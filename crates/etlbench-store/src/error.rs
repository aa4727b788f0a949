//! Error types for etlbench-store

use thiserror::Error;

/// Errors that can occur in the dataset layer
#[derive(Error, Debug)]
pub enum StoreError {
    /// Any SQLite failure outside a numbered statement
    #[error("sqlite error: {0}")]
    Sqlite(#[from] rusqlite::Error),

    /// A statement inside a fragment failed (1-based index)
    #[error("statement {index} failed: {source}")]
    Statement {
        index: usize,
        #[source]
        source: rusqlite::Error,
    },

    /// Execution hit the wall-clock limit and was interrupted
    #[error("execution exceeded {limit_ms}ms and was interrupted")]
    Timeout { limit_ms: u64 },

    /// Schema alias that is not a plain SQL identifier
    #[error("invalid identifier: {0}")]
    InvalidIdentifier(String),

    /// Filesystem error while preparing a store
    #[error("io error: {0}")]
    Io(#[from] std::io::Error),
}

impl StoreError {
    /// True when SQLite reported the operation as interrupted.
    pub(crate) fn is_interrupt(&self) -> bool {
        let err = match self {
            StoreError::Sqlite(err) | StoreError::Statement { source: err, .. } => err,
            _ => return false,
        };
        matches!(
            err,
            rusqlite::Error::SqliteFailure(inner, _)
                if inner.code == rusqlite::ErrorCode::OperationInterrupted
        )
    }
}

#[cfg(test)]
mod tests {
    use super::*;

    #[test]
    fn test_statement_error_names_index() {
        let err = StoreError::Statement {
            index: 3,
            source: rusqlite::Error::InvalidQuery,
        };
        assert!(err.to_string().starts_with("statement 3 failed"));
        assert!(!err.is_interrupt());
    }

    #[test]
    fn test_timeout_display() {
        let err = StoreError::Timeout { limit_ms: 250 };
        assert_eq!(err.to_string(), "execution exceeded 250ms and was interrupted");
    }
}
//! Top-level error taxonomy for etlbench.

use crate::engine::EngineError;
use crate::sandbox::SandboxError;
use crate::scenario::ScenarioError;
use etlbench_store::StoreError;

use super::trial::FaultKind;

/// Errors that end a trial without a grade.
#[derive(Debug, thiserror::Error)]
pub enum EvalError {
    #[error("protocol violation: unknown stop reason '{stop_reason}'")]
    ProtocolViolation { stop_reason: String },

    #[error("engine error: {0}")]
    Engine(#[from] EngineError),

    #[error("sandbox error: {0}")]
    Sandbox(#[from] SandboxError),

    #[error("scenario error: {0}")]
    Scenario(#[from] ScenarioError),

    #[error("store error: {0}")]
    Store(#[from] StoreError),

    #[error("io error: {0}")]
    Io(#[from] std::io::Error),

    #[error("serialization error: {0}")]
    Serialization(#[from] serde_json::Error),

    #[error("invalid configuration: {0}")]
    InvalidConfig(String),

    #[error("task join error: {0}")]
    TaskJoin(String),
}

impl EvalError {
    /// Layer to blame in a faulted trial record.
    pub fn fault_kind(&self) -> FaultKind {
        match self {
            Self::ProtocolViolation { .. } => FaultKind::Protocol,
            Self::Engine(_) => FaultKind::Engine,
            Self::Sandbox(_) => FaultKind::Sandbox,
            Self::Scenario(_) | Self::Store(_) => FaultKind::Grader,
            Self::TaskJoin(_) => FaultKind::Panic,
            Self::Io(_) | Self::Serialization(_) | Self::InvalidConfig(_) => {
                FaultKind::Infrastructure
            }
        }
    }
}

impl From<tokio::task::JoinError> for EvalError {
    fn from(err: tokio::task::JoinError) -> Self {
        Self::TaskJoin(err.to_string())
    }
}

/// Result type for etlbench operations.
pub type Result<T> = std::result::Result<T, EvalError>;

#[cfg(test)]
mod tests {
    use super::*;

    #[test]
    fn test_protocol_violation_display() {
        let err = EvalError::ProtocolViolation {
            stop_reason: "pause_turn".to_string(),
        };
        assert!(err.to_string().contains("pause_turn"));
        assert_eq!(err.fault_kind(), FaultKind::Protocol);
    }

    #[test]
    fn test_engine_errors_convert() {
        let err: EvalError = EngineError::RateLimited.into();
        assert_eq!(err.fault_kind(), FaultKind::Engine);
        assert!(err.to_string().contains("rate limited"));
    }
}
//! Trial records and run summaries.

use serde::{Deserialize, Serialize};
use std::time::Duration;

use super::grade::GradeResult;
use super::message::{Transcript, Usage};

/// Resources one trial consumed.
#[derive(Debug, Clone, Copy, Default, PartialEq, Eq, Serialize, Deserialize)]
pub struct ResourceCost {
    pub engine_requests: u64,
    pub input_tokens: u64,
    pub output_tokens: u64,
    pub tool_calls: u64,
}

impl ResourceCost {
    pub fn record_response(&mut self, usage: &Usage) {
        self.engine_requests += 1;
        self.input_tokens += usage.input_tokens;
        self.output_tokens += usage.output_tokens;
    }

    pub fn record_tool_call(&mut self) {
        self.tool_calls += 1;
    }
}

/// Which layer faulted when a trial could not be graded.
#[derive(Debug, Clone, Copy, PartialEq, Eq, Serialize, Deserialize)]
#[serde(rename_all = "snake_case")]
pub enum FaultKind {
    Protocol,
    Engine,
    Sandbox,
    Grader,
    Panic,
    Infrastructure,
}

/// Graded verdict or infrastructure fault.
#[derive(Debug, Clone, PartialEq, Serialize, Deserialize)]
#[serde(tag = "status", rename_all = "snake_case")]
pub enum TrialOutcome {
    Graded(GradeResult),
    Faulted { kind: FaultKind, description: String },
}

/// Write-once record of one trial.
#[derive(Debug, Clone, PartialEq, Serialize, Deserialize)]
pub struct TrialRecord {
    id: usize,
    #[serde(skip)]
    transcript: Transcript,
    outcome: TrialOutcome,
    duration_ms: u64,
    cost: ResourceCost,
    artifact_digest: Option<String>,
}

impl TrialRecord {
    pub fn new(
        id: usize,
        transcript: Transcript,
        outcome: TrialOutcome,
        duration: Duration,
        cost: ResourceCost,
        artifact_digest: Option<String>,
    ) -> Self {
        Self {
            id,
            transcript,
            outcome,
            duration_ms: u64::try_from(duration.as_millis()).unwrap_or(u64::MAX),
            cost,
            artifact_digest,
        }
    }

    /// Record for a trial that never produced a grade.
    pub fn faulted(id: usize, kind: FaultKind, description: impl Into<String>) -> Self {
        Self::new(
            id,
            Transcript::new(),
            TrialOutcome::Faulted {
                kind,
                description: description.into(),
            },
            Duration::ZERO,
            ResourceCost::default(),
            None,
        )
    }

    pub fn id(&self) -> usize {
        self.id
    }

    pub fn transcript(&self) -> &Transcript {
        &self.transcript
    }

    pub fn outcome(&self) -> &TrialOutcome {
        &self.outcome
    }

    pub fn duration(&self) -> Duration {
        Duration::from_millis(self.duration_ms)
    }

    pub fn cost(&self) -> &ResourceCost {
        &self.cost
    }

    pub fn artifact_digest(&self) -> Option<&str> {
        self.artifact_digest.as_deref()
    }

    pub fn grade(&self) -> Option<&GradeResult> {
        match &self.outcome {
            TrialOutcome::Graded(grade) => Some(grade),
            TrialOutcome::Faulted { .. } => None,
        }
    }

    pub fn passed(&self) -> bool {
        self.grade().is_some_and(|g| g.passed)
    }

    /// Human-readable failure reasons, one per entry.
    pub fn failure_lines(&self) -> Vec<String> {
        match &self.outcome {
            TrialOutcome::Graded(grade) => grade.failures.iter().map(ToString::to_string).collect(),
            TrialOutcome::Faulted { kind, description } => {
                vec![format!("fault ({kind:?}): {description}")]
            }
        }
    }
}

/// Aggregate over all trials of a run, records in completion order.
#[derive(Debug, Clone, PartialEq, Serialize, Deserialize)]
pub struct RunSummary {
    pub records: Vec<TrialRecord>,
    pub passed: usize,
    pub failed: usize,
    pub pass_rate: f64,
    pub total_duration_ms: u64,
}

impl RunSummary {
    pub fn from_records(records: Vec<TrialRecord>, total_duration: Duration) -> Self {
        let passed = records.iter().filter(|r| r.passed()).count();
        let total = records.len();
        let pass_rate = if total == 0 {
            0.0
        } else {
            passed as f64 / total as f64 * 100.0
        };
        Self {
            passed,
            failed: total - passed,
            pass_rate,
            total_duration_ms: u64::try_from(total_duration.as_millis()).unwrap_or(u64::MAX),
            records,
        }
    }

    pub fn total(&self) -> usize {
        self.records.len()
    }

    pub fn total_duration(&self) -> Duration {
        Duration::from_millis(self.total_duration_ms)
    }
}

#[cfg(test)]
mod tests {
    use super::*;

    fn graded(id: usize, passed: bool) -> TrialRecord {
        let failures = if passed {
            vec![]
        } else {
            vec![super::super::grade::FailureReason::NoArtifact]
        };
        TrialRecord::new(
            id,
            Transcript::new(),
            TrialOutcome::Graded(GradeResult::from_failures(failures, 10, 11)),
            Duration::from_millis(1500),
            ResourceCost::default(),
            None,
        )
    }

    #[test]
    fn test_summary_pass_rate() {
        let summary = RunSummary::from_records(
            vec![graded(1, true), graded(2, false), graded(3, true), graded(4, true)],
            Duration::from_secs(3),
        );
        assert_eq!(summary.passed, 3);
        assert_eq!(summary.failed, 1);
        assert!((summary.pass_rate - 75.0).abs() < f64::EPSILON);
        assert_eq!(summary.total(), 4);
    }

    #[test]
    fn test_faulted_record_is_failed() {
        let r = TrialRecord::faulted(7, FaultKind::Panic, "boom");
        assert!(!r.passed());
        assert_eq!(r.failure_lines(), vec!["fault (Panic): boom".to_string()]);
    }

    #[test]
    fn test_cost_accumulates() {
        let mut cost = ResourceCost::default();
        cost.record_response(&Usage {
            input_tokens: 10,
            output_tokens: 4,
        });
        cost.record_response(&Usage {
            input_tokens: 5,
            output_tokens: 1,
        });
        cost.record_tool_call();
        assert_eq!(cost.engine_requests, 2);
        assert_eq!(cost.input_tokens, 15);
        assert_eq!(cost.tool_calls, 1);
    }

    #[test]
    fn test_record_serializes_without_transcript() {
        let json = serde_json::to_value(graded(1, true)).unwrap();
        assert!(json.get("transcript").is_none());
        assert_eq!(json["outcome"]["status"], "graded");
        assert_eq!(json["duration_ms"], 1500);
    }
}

_ _ _ _ _

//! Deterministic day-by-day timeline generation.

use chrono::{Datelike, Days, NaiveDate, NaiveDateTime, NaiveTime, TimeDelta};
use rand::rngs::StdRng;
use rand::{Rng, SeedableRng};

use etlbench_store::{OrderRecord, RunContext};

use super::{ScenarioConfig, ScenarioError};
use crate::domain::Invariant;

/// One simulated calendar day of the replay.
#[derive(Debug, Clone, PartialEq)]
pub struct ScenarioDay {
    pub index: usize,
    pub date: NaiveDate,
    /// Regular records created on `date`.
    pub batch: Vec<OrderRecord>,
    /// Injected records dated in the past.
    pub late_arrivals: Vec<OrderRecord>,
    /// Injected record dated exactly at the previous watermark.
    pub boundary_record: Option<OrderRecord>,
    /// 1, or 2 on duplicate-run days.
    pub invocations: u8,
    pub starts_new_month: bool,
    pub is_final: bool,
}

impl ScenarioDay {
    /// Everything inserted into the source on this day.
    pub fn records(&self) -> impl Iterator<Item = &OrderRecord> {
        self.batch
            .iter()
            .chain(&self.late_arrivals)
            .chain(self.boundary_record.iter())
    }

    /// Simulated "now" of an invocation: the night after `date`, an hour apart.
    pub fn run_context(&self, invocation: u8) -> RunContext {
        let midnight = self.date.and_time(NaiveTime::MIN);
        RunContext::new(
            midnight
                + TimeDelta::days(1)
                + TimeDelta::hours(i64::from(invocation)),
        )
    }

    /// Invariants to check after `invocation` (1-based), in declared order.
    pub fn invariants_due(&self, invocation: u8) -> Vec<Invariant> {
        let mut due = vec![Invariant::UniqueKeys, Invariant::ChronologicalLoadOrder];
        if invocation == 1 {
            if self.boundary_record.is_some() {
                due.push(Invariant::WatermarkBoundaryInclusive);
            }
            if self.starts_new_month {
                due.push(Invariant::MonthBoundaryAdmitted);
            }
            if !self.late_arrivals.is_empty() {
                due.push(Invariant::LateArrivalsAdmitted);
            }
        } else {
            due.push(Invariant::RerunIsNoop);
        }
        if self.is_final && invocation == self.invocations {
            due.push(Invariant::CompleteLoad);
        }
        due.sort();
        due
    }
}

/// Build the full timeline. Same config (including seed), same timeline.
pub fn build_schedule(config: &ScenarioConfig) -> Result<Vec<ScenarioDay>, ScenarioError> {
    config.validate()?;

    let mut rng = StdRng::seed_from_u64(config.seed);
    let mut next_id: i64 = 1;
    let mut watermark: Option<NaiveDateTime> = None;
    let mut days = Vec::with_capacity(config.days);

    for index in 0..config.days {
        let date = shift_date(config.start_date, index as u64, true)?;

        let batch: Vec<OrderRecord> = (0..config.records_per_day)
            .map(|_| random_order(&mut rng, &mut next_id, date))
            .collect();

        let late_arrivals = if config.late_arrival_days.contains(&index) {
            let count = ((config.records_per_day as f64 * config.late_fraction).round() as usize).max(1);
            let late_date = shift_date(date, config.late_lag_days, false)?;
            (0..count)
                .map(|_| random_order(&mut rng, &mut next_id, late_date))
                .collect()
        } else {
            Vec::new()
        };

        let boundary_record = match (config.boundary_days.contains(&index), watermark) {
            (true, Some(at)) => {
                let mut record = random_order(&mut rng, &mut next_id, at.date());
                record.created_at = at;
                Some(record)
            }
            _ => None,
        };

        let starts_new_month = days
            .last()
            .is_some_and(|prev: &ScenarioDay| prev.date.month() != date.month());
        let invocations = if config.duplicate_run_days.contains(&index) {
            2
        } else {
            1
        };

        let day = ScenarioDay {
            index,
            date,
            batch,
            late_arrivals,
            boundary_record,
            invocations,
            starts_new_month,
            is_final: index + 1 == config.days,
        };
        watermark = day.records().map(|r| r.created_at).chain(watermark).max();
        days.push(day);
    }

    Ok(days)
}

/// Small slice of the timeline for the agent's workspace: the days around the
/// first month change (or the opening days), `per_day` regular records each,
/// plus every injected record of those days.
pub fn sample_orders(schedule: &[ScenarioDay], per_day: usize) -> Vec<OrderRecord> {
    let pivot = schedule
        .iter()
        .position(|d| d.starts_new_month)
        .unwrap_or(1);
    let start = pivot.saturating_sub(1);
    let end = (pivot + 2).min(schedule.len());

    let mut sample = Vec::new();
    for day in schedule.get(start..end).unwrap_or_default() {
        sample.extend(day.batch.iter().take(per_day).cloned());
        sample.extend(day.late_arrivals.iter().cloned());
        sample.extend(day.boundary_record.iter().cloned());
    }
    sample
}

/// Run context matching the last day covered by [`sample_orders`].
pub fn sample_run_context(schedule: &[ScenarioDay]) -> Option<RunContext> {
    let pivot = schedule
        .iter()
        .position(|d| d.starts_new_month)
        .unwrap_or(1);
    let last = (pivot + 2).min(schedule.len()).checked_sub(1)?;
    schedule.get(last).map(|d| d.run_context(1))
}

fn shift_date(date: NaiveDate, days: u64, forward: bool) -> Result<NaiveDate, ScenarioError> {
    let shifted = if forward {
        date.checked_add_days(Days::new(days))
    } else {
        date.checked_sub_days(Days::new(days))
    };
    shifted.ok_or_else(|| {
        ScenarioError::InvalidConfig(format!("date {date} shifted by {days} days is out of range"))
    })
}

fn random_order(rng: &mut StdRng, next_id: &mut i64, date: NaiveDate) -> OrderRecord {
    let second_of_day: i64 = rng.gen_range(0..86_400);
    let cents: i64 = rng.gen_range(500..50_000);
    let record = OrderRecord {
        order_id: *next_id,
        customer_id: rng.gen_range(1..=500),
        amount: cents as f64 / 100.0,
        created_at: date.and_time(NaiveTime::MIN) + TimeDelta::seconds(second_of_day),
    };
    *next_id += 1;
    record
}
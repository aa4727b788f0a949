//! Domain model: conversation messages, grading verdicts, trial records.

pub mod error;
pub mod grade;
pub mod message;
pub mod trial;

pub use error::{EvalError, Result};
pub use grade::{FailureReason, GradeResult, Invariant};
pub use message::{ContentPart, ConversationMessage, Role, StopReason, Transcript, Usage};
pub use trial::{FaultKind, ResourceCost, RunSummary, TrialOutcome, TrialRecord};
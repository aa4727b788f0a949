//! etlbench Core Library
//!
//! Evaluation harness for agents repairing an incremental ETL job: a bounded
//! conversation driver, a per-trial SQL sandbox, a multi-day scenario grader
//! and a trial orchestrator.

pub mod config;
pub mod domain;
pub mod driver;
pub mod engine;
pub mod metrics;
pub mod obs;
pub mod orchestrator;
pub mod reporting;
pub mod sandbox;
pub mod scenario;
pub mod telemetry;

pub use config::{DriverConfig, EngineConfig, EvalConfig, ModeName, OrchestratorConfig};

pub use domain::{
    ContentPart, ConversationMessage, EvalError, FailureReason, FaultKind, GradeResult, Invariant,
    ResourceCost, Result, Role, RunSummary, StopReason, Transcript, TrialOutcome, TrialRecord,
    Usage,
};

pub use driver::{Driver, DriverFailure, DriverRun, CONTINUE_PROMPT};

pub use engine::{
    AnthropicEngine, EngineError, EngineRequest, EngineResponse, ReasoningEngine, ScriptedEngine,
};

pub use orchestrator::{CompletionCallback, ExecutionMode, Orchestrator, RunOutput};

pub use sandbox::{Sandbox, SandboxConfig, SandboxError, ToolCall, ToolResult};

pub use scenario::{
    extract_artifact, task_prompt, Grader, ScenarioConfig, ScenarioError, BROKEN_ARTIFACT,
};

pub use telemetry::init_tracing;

_ _ _ _ _

*What to do*: Across the whole listing above, report each line that includes "RunContext".

*Completed task*:
use etlbench_store::{OrderRecord, RunContext};
    pub fn run_context(&self, invocation: u8) -> RunContext {
        RunContext::new(
pub fn sample_run_context(schedule: &[ScenarioDay]) -> Option<RunContext> {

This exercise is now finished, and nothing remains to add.